Indian Reserve (1763)


"Indian Reserve" is a historical term for the largely uncolonized area in North America acquired by Great Britain from France through the Treaty of Paris at the end of the Seven Years' War, and set aside in the Royal Proclamation of 1763 for use by Native Americans, who already inhabited it. The British government had contemplated establishing an Indian barrier state in the portion of the reserve west of the Appalachian Mountains, and bounded by the Ohio and Mississippi rivers and the Great Lakes. British officials aspired to establish such a state even after the region was assigned to the United States in the Treaty of Paris ending the American Revolutionary War, but abandoned their efforts in 1814 after losing military control of the region during the War of 1812.
In present-day United States, it consisted of all the territory north of Florida and New Orleans that was east of the Mississippi River and west of the Eastern Continental Divide in the Appalachian Mountains that formerly comprised the eastern half of Louisiana. In modern Canada, it consisted of all the land immediately north of the Great Lakes but south of Rupert's Land belonging to the Hudson's Bay Company, as well as a buffer between the Province of Canada and Rupert's Land stretching from Lake Nipissing to Newfoundland.
The Royal Proclamation of 1763 organized on paper much of the new territorial gains in three colonies in North America—East Florida, West Florida, and Quebec.

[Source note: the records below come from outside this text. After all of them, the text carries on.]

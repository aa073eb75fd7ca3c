//! Delayed-task queue.
//!
//! Tasks are plain values tagged with a due time. They come out in due-time
//! order, and tasks due at the same instant come out in the order they were
//! scheduled. Nothing runs on its own: the owner polls with the current time.

use std::cmp::Ordering;
use std::collections::BinaryHeap;
use std::time::Duration;

struct Entry<T> {
    due: Duration,
    seq: u64,
    task: T,
}

impl<T> PartialEq for Entry<T> {
    fn eq(&self, other: &Self) -> bool {
        self.due == other.due && self.seq == other.seq
    }
}

impl<T> Eq for Entry<T> {}

impl<T> PartialOrd for Entry<T> {
    fn partial_cmp(&self, other: &Self) -> Option<Ordering> {
        Some(self.cmp(other))
    }
}

impl<T> Ord for Entry<T> {
    // Reversed so the max-heap yields the earliest entry first.
    fn cmp(&self, other: &Self) -> Ordering {
        (other.due, other.seq).cmp(&(self.due, self.seq))
    }
}

/// Min-heap of tasks keyed by due time, FIFO among equal due times.
pub struct Scheduler<T> {
    queue: BinaryHeap<Entry<T>>,
    next_seq: u64,
}

impl<T> Scheduler<T> {
    /// Create an empty scheduler.
    #[must_use]
    pub fn new() -> Self {
        Self {
            queue: BinaryHeap::new(),
            next_seq: 0,
        }
    }

    /// Schedule `task` to become due `delay` after `now`.
    ///
    /// Returns the absolute due time.
    pub fn schedule(&mut self, now: Duration, delay: Duration, task: T) -> Duration {
        let due = now.saturating_add(delay);
        self.queue.push(Entry {
            due,
            seq: self.next_seq,
            task,
        });
        self.next_seq += 1;
        due
    }

    /// Remove and return the earliest task if it is due at or before `now`.
    pub fn pop_due(&mut self, now: Duration) -> Option<(Duration, T)> {
        if self.queue.peek()?.due > now {
            return None;
        }
        self.queue.pop().map(|entry| (entry.due, entry.task))
    }

    /// Due time of the earliest pending task.
    #[must_use]
    pub fn next_due(&self) -> Option<Duration> {
        self.queue.peek().map(|entry| entry.due)
    }

    /// Number of pending tasks.
    #[must_use]
    pub fn len(&self) -> usize {
        self.queue.len()
    }

    /// Whether no tasks are pending.
    #[must_use]
    pub fn is_empty(&self) -> bool {
        self.queue.is_empty()
    }

    /// Drop every pending task.
    pub fn clear(&mut self) {
        self.queue.clear();
    }
}

impl<T> Default for Scheduler<T> {
    fn default() -> Self {
        Self::new()
    }
}
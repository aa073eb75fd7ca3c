//! `MockChat` — terminal chat client backed by a simulated relay.
//!
//! Every remote participant is synthetic and every server effect is
//! simulated in-process, so no network is involved. Configuration via CLI
//! flags, environment variables, or config file
//! (`~/.config/mockchat/config.toml`).
//!
//! ```bash
//! # Prompt for an identity
//! cargo run --bin mockchat
//!
//! # Join straight away with two synthetic peers and reproducible replies
//! cargo run --bin mockchat -- --identity neo --peer trinity --peer morpheus --seed 7
//! ```

use std::io;
use std::path::Path;

use clap::Parser;
use crossterm::{
    event::{self, Event, KeyEventKind},
    execute,
    terminal::{EnterAlternateScreen, LeaveAlternateScreen, disable_raw_mode, enable_raw_mode},
};
use ratatui::{Terminal, backend::CrosstermBackend};
use tracing_appender::non_blocking::WorkerGuard;

use mockchat::app::App;
use mockchat::chat::ChatClient;
use mockchat::config::{CliArgs, ClientConfig};
use mockchat::ui;
use mockchat_relay::clock::SystemClock;

#[tokio::main]
async fn main() -> io::Result<()> {
    let cli = CliArgs::parse();

    // Load and resolve configuration (CLI args > env > config file > defaults).
    let config = match ClientConfig::load(&cli) {
        Ok(c) => c,
        Err(e) => {
            eprintln!("Warning: failed to load config file: {e}");
            ClientConfig::default()
        }
    };

    // Initialize logging before terminal setup (logs go to file, not stdout).
    let _log_guard = init_logging(&cli.log_level, cli.log_file.as_deref());

    tracing::info!(
        peers = config.simulation.peers.len(),
        seeded = config.simulation.seed.is_some(),
        "mockchat starting"
    );

    // Set up terminal.
    enable_raw_mode()?;
    let mut stdout = io::stdout();
    execute!(stdout, EnterAlternateScreen)?;
    let backend = CrosstermBackend::new(stdout);
    let mut terminal = Terminal::new(backend)?;

    // Run the app.
    let result = run_app(&mut terminal, &config);

    // Restore terminal.
    disable_raw_mode()?;
    execute!(terminal.backend_mut(), LeaveAlternateScreen)?;
    terminal.show_cursor()?;

    tracing::info!("mockchat exiting");
    result
}

/// Initialize file-based logging.
///
/// Logs are written to a file (never stdout, since ratatui owns the terminal).
/// Returns a [`WorkerGuard`] that must be held until shutdown to ensure all
/// buffered log entries are flushed.
fn init_logging(level: &str, file_path: Option<&Path>) -> Option<WorkerGuard> {
    let default_path = std::env::temp_dir().join("mockchat.log");
    let log_path = file_path.unwrap_or(&default_path);

    let log_dir = log_path.parent()?;
    let file_name = log_path.file_name()?.to_str()?;

    let file_appender = tracing_appender::rolling::never(log_dir, file_name);
    let (non_blocking, guard) = tracing_appender::non_blocking(file_appender);

    let env_filter = tracing_subscriber::EnvFilter::try_from_default_env()
        .unwrap_or_else(|_| tracing_subscriber::EnvFilter::new(level));

    tracing_subscriber::fmt()
        .with_writer(non_blocking)
        .with_env_filter(env_filter)
        .with_ansi(false)
        .init();

    Some(guard)
}

/// Main application loop.
///
/// Each pass lets the simulation catch up with the wall clock, draws a
/// frame, then waits for a key until the next simulated effect is due or
/// the poll timeout elapses, whichever comes first.
fn run_app(
    terminal: &mut Terminal<CrosstermBackend<io::Stdout>>,
    config: &ClientConfig,
) -> io::Result<()> {
    let random = config.simulation.random_source();
    let client = ChatClient::new(&config.simulation, SystemClock::new(), random);
    let mut app = App::new(client);

    if let Some(identity) = config.identity.as_deref() {
        app.join(identity);
    }

    loop {
        // Step 1: Deliver whatever the relay has produced by now.
        app.tick();

        // Step 2: Draw the UI frame.
        terminal.draw(|frame| ui::draw(frame, &app))?;

        // Step 3: Poll for terminal input, waking early for due effects.
        let timeout = app
            .client()
            .time_to_next_deadline()
            .map_or(config.poll_timeout, |due| due.min(config.poll_timeout));

        if event::poll(timeout)?
            && let Event::Key(key) = event::read()?
            && key.kind == KeyEventKind::Press
        {
            app.handle_key_event(key);
        }

        if app.should_quit {
            return Ok(());
        }
    }
}
//! Login screen rendering.

use ratatui::{
    Frame,
    layout::{Constraint, Direction, Layout, Rect},
    text::{Line, Span},
    widgets::{Block, Borders, Paragraph},
};

use mockchat_relay::clock::Clock;
use mockchat_relay::responder::RandomSource;

use super::theme;
use crate::app::App;

/// Render the identity prompt centred on screen.
pub fn render<C: Clock, R: RandomSource>(frame: &mut Frame, area: Rect, app: &App<C, R>) {
    let rows = Layout::default()
        .direction(Direction::Vertical)
        .constraints([
            Constraint::Min(0),
            Constraint::Length(9),
            Constraint::Min(0),
        ])
        .split(area);
    let columns = Layout::default()
        .direction(Direction::Horizontal)
        .constraints([
            Constraint::Min(0),
            Constraint::Length(48),
            Constraint::Min(0),
        ])
        .split(rows[1]);
    let form = columns[1];

    let block = Block::default()
        .title("MOCKCHAT // NEURAL NET")
        .borders(Borders::ALL)
        .border_style(theme::highlighted());
    let inner = block.inner(form);
    frame.render_widget(block, form);

    let parts = Layout::default()
        .direction(Direction::Vertical)
        .constraints([
            Constraint::Length(1),
            Constraint::Length(3),
            Constraint::Length(1),
            Constraint::Length(1),
        ])
        .split(inner);

    frame.render_widget(Paragraph::new(Span::styled("ENTER IDENTITY:", theme::bold())), parts[0]);
    super::render_input(frame, parts[1], app, "");

    if let Some(error) = app.login_error {
        let line = Line::from(Span::styled(error, theme::bold().fg(theme::ERROR)));
        frame.render_widget(Paragraph::new(line), parts[2]);
    }
    let hint = app.notice.as_deref().unwrap_or("Enter: connect | /quit: exit");
    frame.render_widget(Paragraph::new(Span::styled(hint, theme::dimmed())), parts[3]);
}
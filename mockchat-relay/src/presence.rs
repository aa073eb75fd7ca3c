//! Roster of remote participants.
//!
//! The directory only ever holds *other* participants. The local user is
//! never added, and entries are never removed. Membership is the only
//! presence information: synthetic peers are always online.

use mockchat_proto::Identity;

/// Insertion-ordered set of remote identities.
#[derive(Debug, Clone, Default)]
pub struct PresenceDirectory {
    entries: Vec<Identity>,
}

impl PresenceDirectory {
    /// Create an empty directory.
    #[must_use]
    pub const fn new() -> Self {
        Self {
            entries: Vec::new(),
        }
    }

    /// Create a directory pre-populated with synthetic peers.
    ///
    /// Duplicates are dropped, keeping the first occurrence.
    #[must_use]
    pub fn with_peers<I>(peers: I) -> Self
    where
        I: IntoIterator<Item = Identity>,
    {
        let mut directory = Self::new();
        for peer in peers {
            directory.insert(peer);
        }
        directory
    }

    /// Add a remote participant.
    ///
    /// Returns `false` if they were already listed.
    pub fn insert(&mut self, identity: Identity) -> bool {
        if self.contains(&identity) {
            return false;
        }
        tracing::debug!(peer = %identity, "roster entry added");
        self.entries.push(identity);
        true
    }

    /// Whether `identity` is listed.
    #[must_use]
    pub fn contains(&self, identity: &Identity) -> bool {
        self.entries.contains(identity)
    }

    /// Participant at `index` in insertion order.
    #[must_use]
    pub fn get(&self, index: usize) -> Option<&Identity> {
        self.entries.get(index)
    }

    /// Ordered list of remote identities.
    #[must_use]
    pub fn snapshot(&self) -> Vec<Identity> {
        self.entries.clone()
    }

    /// Number of listed participants.
    #[must_use]
    pub fn len(&self) -> usize {
        self.entries.len()
    }

    /// Whether the roster is empty.
    #[must_use]
    pub fn is_empty(&self) -> bool {
        self.entries.is_empty()
    }
}
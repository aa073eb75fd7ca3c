//! Artificial one-way latency between client and relay.

use std::time::Duration;

use crate::scheduler::Scheduler;

/// Default one-way latency applied to every client command.
pub const DEFAULT_LATENCY: Duration = Duration::from_millis(100);

/// Delays each transmitted payload by a fixed latency.
///
/// The latency is a constant; payload size and load play no part.
#[derive(Debug, Clone, Copy, PartialEq, Eq)]
pub struct NetworkSimulator {
    latency: Duration,
}

impl NetworkSimulator {
    /// Create a simulator with the given one-way latency.
    #[must_use]
    pub const fn new(latency: Duration) -> Self {
        Self { latency }
    }

    /// The configured one-way latency.
    #[must_use]
    pub const fn latency(&self) -> Duration {
        self.latency
    }

    /// Queue `payload` to arrive one latency after `now`.
    ///
    /// Never blocks; returns the time at which the payload arrives.
    pub fn transmit<T>(&self, scheduler: &mut Scheduler<T>, now: Duration, payload: T) -> Duration {
        let arrives = scheduler.schedule(now, self.latency, payload);
        tracing::trace!(?now, ?arrives, "payload in flight");
        arrives
    }
}

impl Default for NetworkSimulator {
    fn default() -> Self {
        Self::new(DEFAULT_LATENCY)
    }
}
//! The simulated relay: a chat server that lives inside the client process.
//!
//! Client commands go in through [`SimulatedRelay::emit`] and take effect
//! one network latency later. Effects come out as [`ServerEvent`]s published
//! to whatever handlers were registered with [`SimulatedRelay::on`]. Nothing
//! happens between calls to [`SimulatedRelay::poll`]; the caller decides when
//! time has passed.

use std::fmt::Write as _;
use std::time::Duration;

use mockchat_proto::event::{ClientEvent, EventName, OutboundMessage, ServerEvent};
use mockchat_proto::{ChannelRef, Identity, Message};

use crate::bus::{BusError, EventBus, HandlerResult};
use crate::clock::Clock;
use crate::config::{DEFAULT_TIMESTAMP_FORMAT, SimulationConfig};
use crate::network::NetworkSimulator;
use crate::presence::PresenceDirectory;
use crate::responder::{PendingReply, RandomSource, ResponderEngine};
use crate::scheduler::Scheduler;

/// Errors surfaced while the relay processes due work.
#[derive(Debug, thiserror::Error)]
pub enum RelayError {
    /// A subscriber failed while an event was being published.
    #[error("event dispatch failed: {0}")]
    Dispatch(#[from] BusError),
}

/// Work waiting in the relay's queue.
#[derive(Debug)]
enum RelayTask {
    /// A client command reaching the relay after network latency.
    Arrive(ClientEvent),
    /// A synthetic reply whose delay has elapsed.
    Deliver(PendingReply),
}

/// In-process stand-in for a chat server.
pub struct SimulatedRelay<C, R> {
    clock: C,
    network: NetworkSimulator,
    scheduler: Scheduler<RelayTask>,
    presence: PresenceDirectory,
    responder: ResponderEngine<R>,
    bus: EventBus<EventName, ServerEvent>,
    timestamp_format: String,
}

impl<C: Clock, R: RandomSource> SimulatedRelay<C, R> {
    /// Build a relay from resolved configuration.
    pub fn new(config: &SimulationConfig, clock: C, random: R) -> Self {
        Self {
            clock,
            network: NetworkSimulator::new(config.network_latency),
            scheduler: Scheduler::new(),
            presence: PresenceDirectory::with_peers(config.peers.iter().cloned()),
            responder: ResponderEngine::new(config.replies.clone(), random),
            bus: EventBus::new(),
            timestamp_format: config.timestamp_format.clone(),
        }
    }

    /// Subscribe to events published under `name`.
    pub fn on<F>(&mut self, name: EventName, handler: F)
    where
        F: FnMut(&ServerEvent) -> HandlerResult + Send + 'static,
    {
        self.bus.subscribe(name, handler);
    }

    /// Transmit a client command. It is handled once the network latency
    /// has elapsed.
    ///
    /// Returns the time at which the command reaches the relay.
    pub fn emit(&mut self, event: ClientEvent) -> Duration {
        let now = self.clock.now();
        self.network.transmit(&mut self.scheduler, now, RelayTask::Arrive(event))
    }

    /// Run every task that is due at the clock's current time.
    ///
    /// Tasks scheduled while polling are measured from the due time of the
    /// task that scheduled them, and run in the same call if they are
    /// already due. Returns the number of tasks run.
    ///
    /// # Errors
    ///
    /// Returns [`RelayError::Dispatch`] if a subscriber fails. The failing
    /// task is consumed; later tasks stay queued for the next poll.
    pub fn poll(&mut self) -> Result<usize, RelayError> {
        let now = self.clock.now();
        let mut ran = 0;
        while let Some((due, task)) = self.scheduler.pop_due(now) {
            self.run(due, task)?;
            ran += 1;
        }
        Ok(ran)
    }

    /// When the next queued task becomes due.
    #[must_use]
    pub fn next_deadline(&self) -> Option<Duration> {
        self.scheduler.next_due()
    }

    /// Number of queued tasks.
    #[must_use]
    pub fn pending(&self) -> usize {
        self.scheduler.len()
    }

    /// The roster of synthetic peers.
    #[must_use]
    pub const fn roster(&self) -> &PresenceDirectory {
        &self.presence
    }

    /// The relay's time source.
    #[must_use]
    pub const fn clock(&self) -> &C {
        &self.clock
    }

    /// Drop all queued work. Subscribers and the roster are kept.
    pub fn reset(&mut self) {
        tracing::debug!(dropped = self.scheduler.len(), "relay queue reset");
        self.scheduler.clear();
    }

    fn run(&mut self, at: Duration, task: RelayTask) -> Result<(), RelayError> {
        match task {
            RelayTask::Arrive(ClientEvent::Join(identity)) => self.handle_join(&identity),
            RelayTask::Arrive(ClientEvent::SendMessage(outbound)) => {
                self.handle_send(at, outbound)
            }
            RelayTask::Deliver(reply) => {
                tracing::debug!(
                    sender = %reply.sender,
                    channel = %reply.channel,
                    "delivering synthetic reply"
                );
                let message = Message {
                    sender: reply.sender,
                    text: reply.text,
                    channel: reply.channel,
                    timestamp: self.stamp(),
                };
                self.trigger(&ServerEvent::MessageReceived(message))
            }
        }
    }

    fn handle_join(&mut self, identity: &Identity) -> Result<(), RelayError> {
        tracing::info!(identity = %identity, roster = self.presence.len(), "participant joined");
        self.trigger(&ServerEvent::RosterChanged(self.presence.snapshot()))?;

        let welcome = Message {
            sender: Identity::system(),
            text: format!("User {identity} has connected to the neural net."),
            channel: ChannelRef::Global,
            timestamp: self.stamp(),
        };
        self.trigger(&ServerEvent::MessageReceived(welcome))
    }

    fn handle_send(&mut self, at: Duration, outbound: OutboundMessage) -> Result<(), RelayError> {
        let echoed = Message {
            sender: outbound.sender,
            text: outbound.text,
            channel: outbound.channel,
            timestamp: self.stamp(),
        };
        self.trigger(&ServerEvent::MessageReceived(echoed.clone()))?;

        if let Some(reply) = self.responder.decide(&echoed, &self.presence) {
            let due = self.scheduler.schedule(at, reply.delay, RelayTask::Deliver(reply));
            tracing::debug!(?due, "synthetic reply scheduled");
        }
        Ok(())
    }

    fn trigger(&mut self, event: &ServerEvent) -> Result<(), RelayError> {
        self.bus.publish(event.name(), event)?;
        Ok(())
    }

    fn stamp(&self) -> String {
        let now = self.clock.local_time();
        let mut timestamp = String::new();
        if write!(timestamp, "{}", now.format(&self.timestamp_format)).is_ok() {
            return timestamp;
        }
        tracing::warn!(
            format = %self.timestamp_format,
            "invalid timestamp format, using default"
        );
        now.format(DEFAULT_TIMESTAMP_FORMAT).to_string()
    }
}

The rest of the expanded British territory was left to Native Americans. The delineation of the Eastern Divide, following the Allegheny Ridge of the Appalachians, confirmed the limit to British settlement established at the 1758 Treaty of Easton, before Pontiac's War. Additionally, all European settlers in the territory were supposed to leave the territory or get official permission to stay. Many of the settlers moved to New Orleans and the French land on the west side of the Mississippi, which in turn had been ceded secretly to Spain to become Louisiana. However, many of the settlers remained and the British did not actively attempt to evict them.
In 1768, lands west of the Alleghenies and south of the Ohio were ceded to the colonies by the Cherokee at the Treaty of Hard Labour and by the Six Nations at the Treaty of Fort Stanwix. However, several other aboriginal nations, particularly Shawnee and Mingo, continued to inhabit and claim their lands that had been sold to the British by other tribes. This conflict led to Dunmore's War in 1774, ended by the Treaty of Camp Charlotte where these nations agreed to accept the Ohio River as the new boundary.
Restrictions on settlement were to become a flash point in the American Revolutionary War, following the Henderson Purchase of much of Kentucky from the Cherokee in 1775. The renegade Cherokee chief Dragging Canoe did not agree to the sale, nor did the Royal Government in London, which forbade settlement in this region. As an act of revolution in defiance of the crown, white pioneer settlers began pouring into Kentucky in 1776, opposed by Dragging Canoe in the Cherokee–American wars, which continued until 1794.

Timeline

Early settlements

In the area of the Indian Reserve in what is now the United States, after coming under firm control of the new country, was gradually settled by European Americans and divided into territories and states, starting with the Northwest Territory. Most Indians in the area of the former Reserve were relocated further west under policies of Indian Removal. After the Louisiana Purchase, the Indian Intercourse Act of 1834 created an Indian Territory west of the Mississippi River as a destination, until it too was divided into territories and states for European American settlement, leaving only modern Indian Reservations inside the boundaries of U.S. states.